### Exercise aim
Using the data that follows, return exactly the lines from the one that contains "use rpunchclock::store::memory::MemoryStore;" through the one that contains "let db_path = path.to_string_lossy().to_string();", ends included.

### Record excerpts
---+---

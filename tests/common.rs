#![allow(dead_code)]
use assert_cmd::{Command, cargo_bin_cmd};
use chrono::{DateTime, Local, TimeZone};
use rpunchclock::core::clock::ManualClock;
use rpunchclock::core::session::{Session, Settings};
use rpunchclock::store::memory::MemoryStore;
use rpunchclock::ui::render::RecordingSink;
use std::env;
use std::fs;
use std::path::PathBuf;

pub type TestSession = Session<MemoryStore, ManualClock, RecordingSink>;

/// Binary under test, with HOME pointed at a private temp dir so the
/// user's real configuration is never read.
pub fn rpc(name: &str) -> Command {
    let mut home: PathBuf = env::temp_dir();
    home.push(format!("{}_rpunchclock_home", name));
    fs::create_dir_all(&home).ok();

    let mut cmd = cargo_bin_cmd!("rpunchclock");
    cmd.env("HOME", &home).env("APPDATA", &home);
    cmd
}

/// Create a unique test DB path inside the system temp dir and remove any existing file
pub fn setup_test_db(name: &str) -> String {
    let mut path: PathBuf = env::temp_dir();
    path.push(format!("{}_rpunchclock.sqlite", name));
    let db_path = path.to_string_lossy().to_string();
    fs::remove_file(&db_path).ok();
    db_path
}

/// Initialize a fresh DB through the CLI.
pub fn init_db(name: &str, db_path: &str) {
    rpc(name)
        .args(["--db", db_path, "--test", "init"])
        .assert()
        .success();
}

/// Local date-time helper for tests.
pub fn local(y: i32, mo: u32, d: u32, h: u32, mi: u32, s: u32) -> DateTime<Local> {
    Local
        .with_ymd_and_hms(y, mo, d, h, mi, s)
        .single()
        .expect("unambiguous local time")
}

pub fn settings(auto_register: bool) -> Settings {
    Settings {
        auto_register,
        ..Settings::default()
    }
}

/// Session over a fresh in-memory store, with handles on its store, clock and sink.
pub fn session_at(
    at: DateTime<Local>,
    auto_register: bool,
) -> (TestSession, MemoryStore, ManualClock, RecordingSink) {
    let store = MemoryStore::new();
    reopen(&store, at, auto_register)
}

/// Open a new session on an existing store, as a restarted process would.
pub fn reopen(
    store: &MemoryStore,
    at: DateTime<Local>,
    auto_register: bool,
) -> (TestSession, MemoryStore, ManualClock, RecordingSink) {
    let clock = ManualClock::at(at);
    let sink = RecordingSink::new();
    let session = Session::open(
        store.clone(),
        clock.clone(),
        sink.clone(),
        settings(auto_register),
    );
    (session, store.clone(), clock, sink)
}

---+---

### Task solution
use rpunchclock::store::memory::MemoryStore;
use rpunchclock::ui::render::RecordingSink;
use std::env;
use std::fs;
use std::path::PathBuf;

pub type TestSession = Session<MemoryStore, ManualClock, RecordingSink>;

/// Binary under test, with HOME pointed at a private temp dir so the
/// user's real configuration is never read.
pub fn rpc(name: &str) -> Command {
    let mut home: PathBuf = env::temp_dir();
    home.push(format!("{}_rpunchclock_home", name));
    fs::create_dir_all(&home).ok();

    let mut cmd = cargo_bin_cmd!("rpunchclock");
    cmd.env("HOME", &home).env("APPDATA", &home);
    cmd
}

/// Create a unique test DB path inside the system temp dir and remove any existing file
pub fn setup_test_db(name: &str) -> String {
    let mut path: PathBuf = env::temp_dir();
    path.push(format!("{}_rpunchclock.sqlite", name));
    let db_path = path.to_string_lossy().to_string();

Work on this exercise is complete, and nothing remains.